### Task item
A complete, exact copy of the records below is the required result.

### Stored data
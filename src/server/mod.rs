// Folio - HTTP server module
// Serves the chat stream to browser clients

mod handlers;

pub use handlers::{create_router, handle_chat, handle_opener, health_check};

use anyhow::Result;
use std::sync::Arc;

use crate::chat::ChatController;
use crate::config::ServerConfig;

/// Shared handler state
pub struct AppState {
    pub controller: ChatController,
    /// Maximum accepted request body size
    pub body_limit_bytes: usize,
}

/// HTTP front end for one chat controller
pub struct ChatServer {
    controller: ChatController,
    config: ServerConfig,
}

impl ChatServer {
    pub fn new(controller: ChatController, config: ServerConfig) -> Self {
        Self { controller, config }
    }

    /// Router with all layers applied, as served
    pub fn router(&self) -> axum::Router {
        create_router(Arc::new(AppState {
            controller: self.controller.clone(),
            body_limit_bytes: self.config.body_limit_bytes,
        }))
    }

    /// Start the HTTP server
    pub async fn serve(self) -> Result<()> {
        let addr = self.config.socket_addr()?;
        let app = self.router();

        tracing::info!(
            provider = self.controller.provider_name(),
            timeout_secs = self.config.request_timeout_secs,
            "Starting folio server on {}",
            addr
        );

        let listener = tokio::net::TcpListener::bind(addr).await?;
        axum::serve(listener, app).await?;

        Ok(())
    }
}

### Answer box
filename src/server/mod.rs
// Folio - HTTP server module
// Serves the chat stream to browser clients

mod handlers;

pub use handlers::{create_router, handle_chat, handle_opener, health_check};

use anyhow::Result;
use std::sync::Arc;

use crate::chat::ChatController;
use crate::config::ServerConfig;

/// Shared handler state
pub struct AppState {
    pub controller: ChatController,
    /// Maximum accepted request body size
    pub body_limit_bytes: usize,
}

/// HTTP front end for one chat controller
pub struct ChatServer {
    controller: ChatController,
    config: ServerConfig,
}

impl ChatServer {
    pub fn new(controller: ChatController, config: ServerConfig) -> Self {
        Self { controller, config }
    }

    /// Router with all layers applied, as served
    pub fn router(&self) -> axum::Router {
        create_router(Arc::new(AppState {
            controller: self.controller.clone(),
            body_limit_bytes: self.config.body_limit_bytes,
        }))
    }

    /// Start the HTTP server
    pub async fn serve(self) -> Result<()> {
        let addr = self.config.socket_addr()?;
        let app = self.router();

        tracing::info!(
            provider = self.controller.provider_name(),
            timeout_secs = self.config.request_timeout_secs,
            "Starting folio server on {}",
            addr
        );

        let listener = tokio::net::TcpListener::bind(addr).await?;
        axum::serve(listener, app).await?;

        Ok(())
    }
}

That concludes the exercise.